**YOUR INSTRUCTIONS:**
Exactly as written, copy the lines that run from the start of the data below to the line containing "use chrono::Duration;", both ends included.

Collected data

#####

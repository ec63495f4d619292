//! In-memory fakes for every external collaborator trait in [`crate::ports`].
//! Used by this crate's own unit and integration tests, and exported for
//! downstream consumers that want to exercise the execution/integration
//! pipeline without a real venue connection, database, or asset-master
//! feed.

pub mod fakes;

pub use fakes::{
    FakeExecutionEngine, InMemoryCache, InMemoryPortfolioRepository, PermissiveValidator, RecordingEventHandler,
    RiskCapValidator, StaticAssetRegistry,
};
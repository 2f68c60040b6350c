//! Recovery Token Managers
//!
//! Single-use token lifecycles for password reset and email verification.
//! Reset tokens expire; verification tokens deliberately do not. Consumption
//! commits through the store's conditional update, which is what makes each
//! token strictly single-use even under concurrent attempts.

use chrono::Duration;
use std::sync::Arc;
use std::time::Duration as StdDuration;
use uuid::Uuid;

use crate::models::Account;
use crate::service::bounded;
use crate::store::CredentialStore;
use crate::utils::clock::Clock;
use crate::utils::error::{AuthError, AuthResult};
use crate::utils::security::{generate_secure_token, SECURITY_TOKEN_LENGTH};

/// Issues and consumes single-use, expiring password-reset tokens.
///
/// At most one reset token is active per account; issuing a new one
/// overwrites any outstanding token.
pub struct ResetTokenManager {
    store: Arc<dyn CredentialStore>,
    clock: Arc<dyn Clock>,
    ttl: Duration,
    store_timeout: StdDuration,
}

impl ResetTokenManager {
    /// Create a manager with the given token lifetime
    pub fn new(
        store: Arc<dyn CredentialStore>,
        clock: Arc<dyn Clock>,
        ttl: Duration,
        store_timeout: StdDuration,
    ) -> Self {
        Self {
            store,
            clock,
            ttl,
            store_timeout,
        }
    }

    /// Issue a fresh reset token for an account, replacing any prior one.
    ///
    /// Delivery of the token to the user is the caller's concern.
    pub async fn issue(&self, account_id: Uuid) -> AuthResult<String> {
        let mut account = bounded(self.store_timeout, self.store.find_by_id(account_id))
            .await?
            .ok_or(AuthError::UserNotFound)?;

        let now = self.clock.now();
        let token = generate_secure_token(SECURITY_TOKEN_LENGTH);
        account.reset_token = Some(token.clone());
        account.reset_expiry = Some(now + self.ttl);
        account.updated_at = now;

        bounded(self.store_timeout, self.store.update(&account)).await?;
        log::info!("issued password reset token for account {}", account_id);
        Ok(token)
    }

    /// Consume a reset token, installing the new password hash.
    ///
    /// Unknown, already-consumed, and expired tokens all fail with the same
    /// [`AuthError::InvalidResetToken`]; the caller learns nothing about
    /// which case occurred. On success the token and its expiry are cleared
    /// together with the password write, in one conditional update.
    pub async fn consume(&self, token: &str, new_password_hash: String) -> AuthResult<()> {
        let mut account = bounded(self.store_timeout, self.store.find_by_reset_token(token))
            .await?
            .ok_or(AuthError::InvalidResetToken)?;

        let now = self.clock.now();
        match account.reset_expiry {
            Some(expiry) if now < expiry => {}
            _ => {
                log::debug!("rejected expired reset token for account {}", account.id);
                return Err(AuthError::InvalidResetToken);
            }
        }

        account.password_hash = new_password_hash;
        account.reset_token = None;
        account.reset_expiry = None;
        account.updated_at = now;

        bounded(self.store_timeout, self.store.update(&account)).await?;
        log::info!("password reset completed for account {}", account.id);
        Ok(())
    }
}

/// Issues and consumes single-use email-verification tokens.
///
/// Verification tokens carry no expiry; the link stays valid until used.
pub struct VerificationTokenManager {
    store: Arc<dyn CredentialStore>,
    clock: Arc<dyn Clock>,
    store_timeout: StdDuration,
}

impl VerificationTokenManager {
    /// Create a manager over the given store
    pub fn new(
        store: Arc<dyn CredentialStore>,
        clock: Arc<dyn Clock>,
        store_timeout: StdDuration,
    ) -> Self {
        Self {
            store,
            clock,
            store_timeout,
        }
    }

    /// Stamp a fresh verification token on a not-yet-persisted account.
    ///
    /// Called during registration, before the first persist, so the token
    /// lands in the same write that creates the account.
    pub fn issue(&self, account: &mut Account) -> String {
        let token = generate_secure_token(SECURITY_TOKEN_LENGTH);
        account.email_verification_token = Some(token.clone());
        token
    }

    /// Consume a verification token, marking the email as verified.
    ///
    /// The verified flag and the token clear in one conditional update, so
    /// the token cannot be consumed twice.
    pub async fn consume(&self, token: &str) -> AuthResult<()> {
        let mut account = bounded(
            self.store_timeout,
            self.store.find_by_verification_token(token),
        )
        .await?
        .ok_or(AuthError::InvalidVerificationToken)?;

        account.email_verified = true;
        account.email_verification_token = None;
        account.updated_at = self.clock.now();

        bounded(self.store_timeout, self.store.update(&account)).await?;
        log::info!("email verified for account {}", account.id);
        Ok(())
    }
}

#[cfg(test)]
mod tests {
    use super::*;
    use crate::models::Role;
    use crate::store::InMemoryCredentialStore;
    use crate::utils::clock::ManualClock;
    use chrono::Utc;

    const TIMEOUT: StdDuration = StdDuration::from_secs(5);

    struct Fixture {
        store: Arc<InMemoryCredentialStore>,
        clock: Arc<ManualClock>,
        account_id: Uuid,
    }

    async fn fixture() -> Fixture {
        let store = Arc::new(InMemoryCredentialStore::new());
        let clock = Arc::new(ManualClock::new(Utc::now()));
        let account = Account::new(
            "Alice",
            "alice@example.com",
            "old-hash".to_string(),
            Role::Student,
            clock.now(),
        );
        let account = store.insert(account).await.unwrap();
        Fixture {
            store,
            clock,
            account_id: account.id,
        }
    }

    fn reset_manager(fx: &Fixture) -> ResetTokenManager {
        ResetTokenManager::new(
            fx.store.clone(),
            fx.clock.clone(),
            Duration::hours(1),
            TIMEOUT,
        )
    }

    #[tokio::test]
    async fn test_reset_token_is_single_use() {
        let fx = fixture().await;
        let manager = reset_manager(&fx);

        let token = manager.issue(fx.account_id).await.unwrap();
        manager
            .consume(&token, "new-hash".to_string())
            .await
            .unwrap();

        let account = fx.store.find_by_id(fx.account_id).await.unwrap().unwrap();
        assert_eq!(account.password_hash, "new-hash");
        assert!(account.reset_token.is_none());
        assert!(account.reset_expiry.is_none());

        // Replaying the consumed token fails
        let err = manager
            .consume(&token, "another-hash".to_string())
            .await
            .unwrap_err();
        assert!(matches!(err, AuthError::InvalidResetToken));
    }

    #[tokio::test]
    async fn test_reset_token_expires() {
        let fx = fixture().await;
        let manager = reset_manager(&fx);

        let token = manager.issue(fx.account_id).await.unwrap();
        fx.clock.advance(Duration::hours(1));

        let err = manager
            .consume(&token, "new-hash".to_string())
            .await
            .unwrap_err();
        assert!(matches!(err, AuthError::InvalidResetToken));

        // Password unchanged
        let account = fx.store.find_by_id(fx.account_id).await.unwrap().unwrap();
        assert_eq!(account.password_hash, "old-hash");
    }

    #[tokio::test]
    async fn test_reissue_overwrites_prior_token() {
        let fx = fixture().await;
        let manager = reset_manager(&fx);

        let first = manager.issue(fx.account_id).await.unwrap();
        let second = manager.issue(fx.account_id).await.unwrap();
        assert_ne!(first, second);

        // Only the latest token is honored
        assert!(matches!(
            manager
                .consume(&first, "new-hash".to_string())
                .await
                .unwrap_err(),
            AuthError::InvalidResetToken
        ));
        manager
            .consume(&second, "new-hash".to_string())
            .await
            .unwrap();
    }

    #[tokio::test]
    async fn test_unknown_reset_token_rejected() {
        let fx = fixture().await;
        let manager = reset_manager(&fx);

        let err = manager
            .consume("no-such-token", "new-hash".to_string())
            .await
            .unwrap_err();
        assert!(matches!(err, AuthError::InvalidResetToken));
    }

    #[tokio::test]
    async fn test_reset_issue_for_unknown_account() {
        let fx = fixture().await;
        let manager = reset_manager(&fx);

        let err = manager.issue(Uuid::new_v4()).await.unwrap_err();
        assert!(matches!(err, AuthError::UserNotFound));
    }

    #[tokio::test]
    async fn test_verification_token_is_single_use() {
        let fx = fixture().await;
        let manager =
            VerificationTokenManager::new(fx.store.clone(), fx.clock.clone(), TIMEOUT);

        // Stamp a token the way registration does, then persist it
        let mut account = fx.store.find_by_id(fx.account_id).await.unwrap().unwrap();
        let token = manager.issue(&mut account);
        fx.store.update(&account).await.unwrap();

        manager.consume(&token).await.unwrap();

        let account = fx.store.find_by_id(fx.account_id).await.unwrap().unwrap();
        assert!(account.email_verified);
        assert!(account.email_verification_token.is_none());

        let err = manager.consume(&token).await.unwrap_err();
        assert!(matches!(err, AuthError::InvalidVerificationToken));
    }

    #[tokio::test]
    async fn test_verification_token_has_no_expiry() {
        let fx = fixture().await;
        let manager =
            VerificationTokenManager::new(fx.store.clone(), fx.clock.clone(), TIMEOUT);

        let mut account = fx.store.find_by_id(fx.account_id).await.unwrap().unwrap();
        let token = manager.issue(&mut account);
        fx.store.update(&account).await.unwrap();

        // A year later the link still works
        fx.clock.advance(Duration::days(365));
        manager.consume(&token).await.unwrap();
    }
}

#####

**YOUR RESPONSE:**
repository ec63495f4d619292
//! In-memory fakes for every external collaborator trait in [`crate::ports`].
//! Used by this crate's own unit and integration tests, and exported for
//! downstream consumers that want to exercise the execution/integration
//! pipeline without a real venue connection, database, or asset-master
//! feed.

pub mod fakes;

pub use fakes::{
    FakeExecutionEngine, InMemoryCache, InMemoryPortfolioRepository, PermissiveValidator, RecordingEventHandler,
    RiskCapValidator, StaticAssetRegistry,
};
repository 2f68c60040b6350c
//! Recovery Token Managers
//!
//! Single-use token lifecycles for password reset and email verification.
//! Reset tokens expire; verification tokens deliberately do not. Consumption
//! commits through the store's conditional update, which is what makes each
//! token strictly single-use even under concurrent attempts.

use chrono::Duration;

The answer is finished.